* _Work task_: Nothing in the records below should be altered when they are retyped.

* _Dataset items_:
□ □ □ □ □
use log::{info, warn};
use mecanum_teleop::{
    driver_control::TeleopOutput,
    gyro::{Gyro, Heading},
    mecanum::WheelSpeeds,
};
use vexide::{
    devices::{
        adi::motor::AdiMotor,
        controller::Controller,
        smart::imu::{InertialError, InertialSensor},
    },
    prelude::*,
};

pub struct Chassis {
    pub front_left: Motor,
    pub rear_left: Motor,
    pub front_right: Motor,
    pub rear_right: Motor,
    /// PWM output positioning the gear-shift servo.
    pub gear_shifter: AdiMotor,
    pub climber: Motor,
    pub imu: InertialSensor,
    pub controller: Controller,
    pub gyro: Gyro,
    pub last_output: TeleopOutput,
    pub gear_position: Option<f64>,
}

pub struct ChassisArgs {
    pub front_left: Motor,
    pub rear_left: Motor,
    pub front_right: Motor,
    pub rear_right: Motor,
    pub gear_shifter: AdiMotor,
    pub climber: Motor,
    pub imu: InertialSensor,
    pub controller: Controller,
}

impl Chassis {
    pub async fn new(mut args: ChassisArgs) -> Self {
        info!("calibrating IMU");
        match args.imu.calibrate().await {
            Ok(_) => info!("IMU calibration successful"),
            Err(e) => {
                let msg = match e {
                    InertialError::CalibrationTimedOut => "IMU calibration timed out",
                    InertialError::Port { .. } => "IMU not detected on the configured port",
                    InertialError::BadStatus => "IMU failed to report status",
                    _ => "IMU calibration error",
                };
                warn!("{}: {:?}", msg, e);
            }
        }
        let _ = args.imu.reset_rotation();

        let mut gyro = Gyro::new();
        gyro.reset(args.imu.rotation().unwrap_or_default());

        let _ = args.controller.screen.clear_screen().await;
        Self {
            front_left: args.front_left,
            rear_left: args.rear_left,
            front_right: args.front_right,
            rear_right: args.rear_right,
            gear_shifter: args.gear_shifter,
            climber: args.climber,
            imu: args.imu,
            controller: args.controller,
            gyro,
            last_output: TeleopOutput::default(),
            gear_position: None,
        }
    }

    /// Continuous clockwise rotation straight from the sensor.
    pub fn raw_rotation(&self) -> f64 {
        self.imu.rotation().unwrap_or_default()
    }

    pub fn heading(&self) -> Heading {
        self.gyro.heading(self.raw_rotation())
    }

    fn set_wheels(&mut self, wheels: &WheelSpeeds) {
        let volts = Motor::V5_MAX_VOLTAGE;
        let _ = self.front_left.set_voltage(wheels.front_left * volts);
        let _ = self.front_right.set_voltage(wheels.front_right * volts);
        let _ = self.rear_left.set_voltage(wheels.rear_left * volts);
        let _ = self.rear_right.set_voltage(wheels.rear_right * volts);
    }

    pub fn apply(&mut self, output: &TeleopOutput) {
        self.set_wheels(&output.wheels);
        if let Some(position) = output.gear_shift {
            let _ = self.gear_shifter.set_output(position);
            self.gear_position = Some(position);
        }
        let _ = self.climber.set_voltage(output.climber * Motor::V5_MAX_VOLTAGE);

        if !output.gyro.is_noop() {
            let raw = self.raw_rotation();
            self.gyro.apply(&output.gyro, raw);
            if output.gyro.reset {
                info!("gyro reset at raw rotation {:.1}", raw);
            }
        }
        self.last_output = *output;
    }

    /// Stops the drive and the climber. The shifter keeps its position.
    pub fn stop(&mut self) {
        self.set_wheels(&WheelSpeeds::default());
        let _ = self.climber.set_voltage(0.0);
        self.last_output = TeleopOutput {
            gear_shift: self.gear_position,
            ..TeleopOutput::default()
        };
    }
}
□ □ □ □ □
* _The answer_:
use log::{info, warn};
use mecanum_teleop::{
    driver_control::TeleopOutput,
    gyro::{Gyro, Heading},
    mecanum::WheelSpeeds,
};
use vexide::{
    devices::{
        adi::motor::AdiMotor,
        controller::Controller,
        smart::imu::{InertialError, InertialSensor},
    },
    prelude::*,
};

pub struct Chassis {
    pub front_left: Motor,
    pub rear_left: Motor,
    pub front_right: Motor,
    pub rear_right: Motor,
    /// PWM output positioning the gear-shift servo.
    pub gear_shifter: AdiMotor,
    pub climber: Motor,
    pub imu: InertialSensor,
    pub controller: Controller,
    pub gyro: Gyro,
    pub last_output: TeleopOutput,
    pub gear_position: Option<f64>,
}

pub struct ChassisArgs {
    pub front_left: Motor,
    pub rear_left: Motor,
    pub front_right: Motor,
    pub rear_right: Motor,
    pub gear_shifter: AdiMotor,
    pub climber: Motor,
    pub imu: InertialSensor,
    pub controller: Controller,
}

impl Chassis {
    pub async fn new(mut args: ChassisArgs) -> Self {
        info!("calibrating IMU");
        match args.imu.calibrate().await {
            Ok(_) => info!("IMU calibration successful"),
            Err(e) => {
                let msg = match e {
                    InertialError::CalibrationTimedOut => "IMU calibration timed out",
                    InertialError::Port { .. } => "IMU not detected on the configured port",
                    InertialError::BadStatus => "IMU failed to report status",
                    _ => "IMU calibration error",
                };
                warn!("{}: {:?}", msg, e);
            }
        }
        let _ = args.imu.reset_rotation();

        let mut gyro = Gyro::new();
        gyro.reset(args.imu.rotation().unwrap_or_default());

        let _ = args.controller.screen.clear_screen().await;
        Self {
            front_left: args.front_left,
            rear_left: args.rear_left,
            front_right: args.front_right,
            rear_right: args.rear_right,
            gear_shifter: args.gear_shifter,
            climber: args.climber,
            imu: args.imu,
            controller: args.controller,
            gyro,
            last_output: TeleopOutput::default(),
            gear_position: None,
        }
    }

    /// Continuous clockwise rotation straight from the sensor.
    pub fn raw_rotation(&self) -> f64 {
        self.imu.rotation().unwrap_or_default()
    }

    pub fn heading(&self) -> Heading {
        self.gyro.heading(self.raw_rotation())
    }

    fn set_wheels(&mut self, wheels: &WheelSpeeds) {
        let volts = Motor::V5_MAX_VOLTAGE;
        let _ = self.front_left.set_voltage(wheels.front_left * volts);
        let _ = self.front_right.set_voltage(wheels.front_right * volts);
        let _ = self.rear_left.set_voltage(wheels.rear_left * volts);
        let _ = self.rear_right.set_voltage(wheels.rear_right * volts);
    }

    pub fn apply(&mut self, output: &TeleopOutput) {
        self.set_wheels(&output.wheels);
        if let Some(position) = output.gear_shift {
            let _ = self.gear_shifter.set_output(position);
            self.gear_position = Some(position);
        }
        let _ = self.climber.set_voltage(output.climber * Motor::V5_MAX_VOLTAGE);

        if !output.gyro.is_noop() {
            let raw = self.raw_rotation();
            self.gyro.apply(&output.gyro, raw);
            if output.gyro.reset {
                info!("gyro reset at raw rotation {:.1}", raw);
            }
        }
        self.last_output = *output;
    }

    /// Stops the drive and the climber. The shifter keeps its position.
    pub fn stop(&mut self) {
        self.set_wheels(&WheelSpeeds::default());
        let _ = self.climber.set_voltage(0.0);
        self.last_output = TeleopOutput {
            gear_shift: self.gear_position,
            ..TeleopOutput::default()
        };
    }
}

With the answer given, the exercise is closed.